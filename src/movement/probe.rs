//! Movement domain: surface probing behind a small capability trait.
//!
//! The state machine only needs "did a box swept this way hit anything on
//! this layer". The game answers that with avian's `SpatialQuery`; tests
//! answer it with scripted contacts.

use avian2d::prelude::*;
use bevy::prelude::*;

use crate::movement::{GameLayer, MovementTuning};

pub trait SurfaceProbe {
    /// Sweep a box of `half_extents` from `center` along `direction` for
    /// `distance` and return how many `layer` colliders it touched.
    fn box_cast(
        &self,
        center: Vec2,
        half_extents: Vec2,
        direction: Dir2,
        distance: f32,
        layer: GameLayer,
    ) -> usize;
}

/// Surface contacts sampled for one fixed step.
#[derive(Debug, Clone, Copy, Default, PartialEq, Eq)]
pub struct Contacts {
    pub ground: bool,
    pub wall_left: bool,
    pub wall_right: bool,
}

impl Contacts {
    pub fn probe<P: SurfaceProbe + ?Sized>(probe: &P, position: Vec2, tuning: &MovementTuning) -> Self {
        let ground = &tuning.ground_probe;
        let ground_hits: usize = [GameLayer::Ground, GameLayer::Clone]
            .into_iter()
            .map(|layer| {
                probe.box_cast(
                    position + ground.offset(),
                    ground.half_extents(),
                    Dir2::NEG_Y,
                    ground.distance,
                    layer,
                )
            })
            .sum();

        let wall = &tuning.wall_probe;
        let right_hits = probe.box_cast(
            position + Vec2::new(wall.offset_x, wall.offset_y),
            wall.half_extents(),
            Dir2::X,
            wall.distance,
            GameLayer::Wall,
        );
        let left_hits = probe.box_cast(
            position + Vec2::new(-wall.offset_x, wall.offset_y),
            wall.half_extents(),
            Dir2::NEG_X,
            wall.distance,
            GameLayer::Wall,
        );

        Self {
            ground: ground_hits > 0,
            wall_left: left_hits > 0,
            wall_right: right_hits > 0,
        }
    }
}

/// `SurfaceProbe` backed by the physics world.
pub struct AvianProbe<'a, 'w, 's> {
    pub query: &'a SpatialQuery<'w, 's>,
}

impl SurfaceProbe for AvianProbe<'_, '_, '_> {
    fn box_cast(
        &self,
        center: Vec2,
        half_extents: Vec2,
        direction: Dir2,
        distance: f32,
        layer: GameLayer,
    ) -> usize {
        let shape = Collider::rectangle(half_extents.x * 2.0, half_extents.y * 2.0);
        let filter = SpatialQueryFilter::from_mask(layer);
        let config = ShapeCastConfig::from_max_distance(distance);

        self.query
            .cast_shape(&shape, center, 0.0, direction, &config, &filter)
            .map_or(0, |_| 1)
    }
}
//! Stats domain: health and energy pools shared by every actor.

mod components;
mod resources;
mod systems;

#[cfg(test)]
mod tests;

pub use components::{DamageOutcome, Defeated, Energy, Health, StatPool};
pub use resources::StatTuning;

use bevy::prelude::*;

use crate::stats::systems::{regenerate_energy, tick_invulnerability};

pub struct StatsPlugin;

impl Plugin for StatsPlugin {
    fn build(&self, app: &mut App) {
        app.add_systems(Update, (tick_invulnerability, regenerate_energy));
    }
}
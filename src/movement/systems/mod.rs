//! Movement domain: system modules for locomotion updates.

pub(crate) mod collisions;
pub(crate) mod input;
pub(crate) mod movement;

pub(crate) use collisions::sense_surfaces;
pub(crate) use input::{consume_movement_input, keyboard_axis, read_input};
pub(crate) use movement::{apply_gravity, apply_horizontal_movement, resolve_dash, resolve_jump};
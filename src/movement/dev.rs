//! Movement domain: debug-only test room, training dummies and state dump.

use avian2d::prelude::*;
use bevy::prelude::*;

use serde::Serialize;

use crate::clones::{BridgeEdge, CloneManager};
use crate::combat::{CombatSnapshot, CombatState, Hurtbox};
use crate::movement::{GameLayer, Ground, MovementSnapshot, MovementState, Player, Wall};
use crate::stats::{Energy, Health, StatPool};

/// Seconds between controller snapshot dumps.
const DUMP_INTERVAL: f32 = 1.0;

pub(crate) fn spawn_test_room(mut commands: Commands) {
    let wall_color = Color::srgb(0.3, 0.3, 0.4);
    let ground_color = Color::srgb(0.4, 0.5, 0.4);
    let platform_color = Color::srgb(0.5, 0.4, 0.3);

    let ground_layers =
        CollisionLayers::new(GameLayer::Ground, [GameLayer::Player, GameLayer::Enemy]);
    let wall_layers = CollisionLayers::new(GameLayer::Wall, [GameLayer::Player, GameLayer::Enemy]);

    let mut solid = |marker_is_wall: bool, size: Vec2, at: Vec2, color: Color| {
        let mut entity = commands.spawn((
            Sprite {
                color,
                custom_size: Some(size),
                ..default()
            },
            Transform::from_xyz(at.x, at.y, 0.0),
            RigidBody::Static,
            Collider::rectangle(size.x, size.y),
        ));
        if marker_is_wall {
            entity.insert((Wall, wall_layers));
        } else {
            entity.insert((Ground, ground_layers));
        }
    };

    // Floor and outer walls
    solid(false, Vec2::new(800.0, 40.0), Vec2::new(0.0, -200.0), ground_color);
    solid(true, Vec2::new(40.0, 500.0), Vec2::new(-420.0, 50.0), wall_color);
    solid(true, Vec2::new(40.0, 500.0), Vec2::new(420.0, 50.0), wall_color);

    // Platforms, rising left to right then center
    solid(false, Vec2::new(150.0, 20.0), Vec2::new(-250.0, -50.0), platform_color);
    solid(false, Vec2::new(150.0, 20.0), Vec2::new(250.0, 50.0), platform_color);
    solid(false, Vec2::new(120.0, 20.0), Vec2::new(0.0, 150.0), platform_color);

    // Pillar for wall jumping practice
    solid(true, Vec2::new(30.0, 200.0), Vec2::new(-100.0, -80.0), wall_color);

    // Training dummies
    for x in [150.0, 300.0] {
        commands.spawn((
            Hurtbox,
            Health::new(30.0, 0.2),
            Sprite {
                color: Color::srgb(0.8, 0.3, 0.3),
                custom_size: Some(Vec2::new(28.0, 44.0)),
                ..default()
            },
            Transform::from_xyz(x, -158.0, 0.0),
            RigidBody::Static,
            Collider::rectangle(28.0, 44.0),
            CollisionLayers::new(GameLayer::Enemy, [GameLayer::Player]),
        ));
    }
}

#[derive(Serialize)]
struct PlayerDump<'a> {
    movement: MovementSnapshot,
    combat: CombatSnapshot,
    health: StatPool,
    energy: StatPool,
    clones: usize,
    clone_slots: usize,
    bridges: &'a [BridgeEdge],
}

/// Periodically log the player's controller state as JSON.
pub(crate) fn dump_player_snapshot(
    time: Res<Time>,
    mut elapsed: Local<f32>,
    query: Query<
        (
            &MovementState,
            &LinearVelocity,
            &CombatState,
            &Health,
            &Energy,
            &CloneManager,
        ),
        With<Player>,
    >,
) {
    *elapsed += time.delta_secs();
    if *elapsed < DUMP_INTERVAL {
        return;
    }
    *elapsed = 0.0;

    for (movement, velocity, combat, health, energy, clones) in &query {
        let dump = PlayerDump {
            movement: movement.snapshot(velocity.0),
            combat: combat.snapshot(),
            health: health.pool,
            energy: energy.pool,
            clones: clones.active_count(),
            clone_slots: clones.arena().allocated(),
            bridges: clones.bridges().edges(),
        };
        match serde_json::to_string(&dump) {
            Ok(json) => debug!("player: {}", json),
            Err(e) => warn!("Failed to serialize player snapshot: {}", e),
        }
    }
}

> _ACTIVITY_: Among the lines of the data, find every one that holds "StatsPlugin" and copy it.

> _THE ANSWER_:
pub struct StatsPlugin;
impl Plugin for StatsPlugin {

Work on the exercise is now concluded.